**PROBLEM**
Start with the first line of the material. Repeat each line exactly through the one that contains "pub mod manager;".

- Opening Delimiter -

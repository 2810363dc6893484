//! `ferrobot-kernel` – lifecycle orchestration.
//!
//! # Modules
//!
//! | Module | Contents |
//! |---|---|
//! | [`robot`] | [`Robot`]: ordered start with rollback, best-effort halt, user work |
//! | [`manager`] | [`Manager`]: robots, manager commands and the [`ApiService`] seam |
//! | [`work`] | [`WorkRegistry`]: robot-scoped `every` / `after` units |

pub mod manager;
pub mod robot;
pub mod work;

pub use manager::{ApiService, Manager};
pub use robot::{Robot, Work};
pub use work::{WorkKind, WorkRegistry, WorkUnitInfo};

- Closing Delimiter -

**RESPONSE AREA**
repository 2810363dc6893484
//! `ferrobot-kernel` – lifecycle orchestration.
//!
//! # Modules
//!
//! | Module | Contents |
//! |---|---|
//! | [`robot`] | [`Robot`]: ordered start with rollback, best-effort halt, user work |
//! | [`manager`] | [`Manager`]: robots, manager commands and the [`ApiService`] seam |
//! | [`work`] | [`WorkRegistry`]: robot-scoped `every` / `after` units |

pub mod manager;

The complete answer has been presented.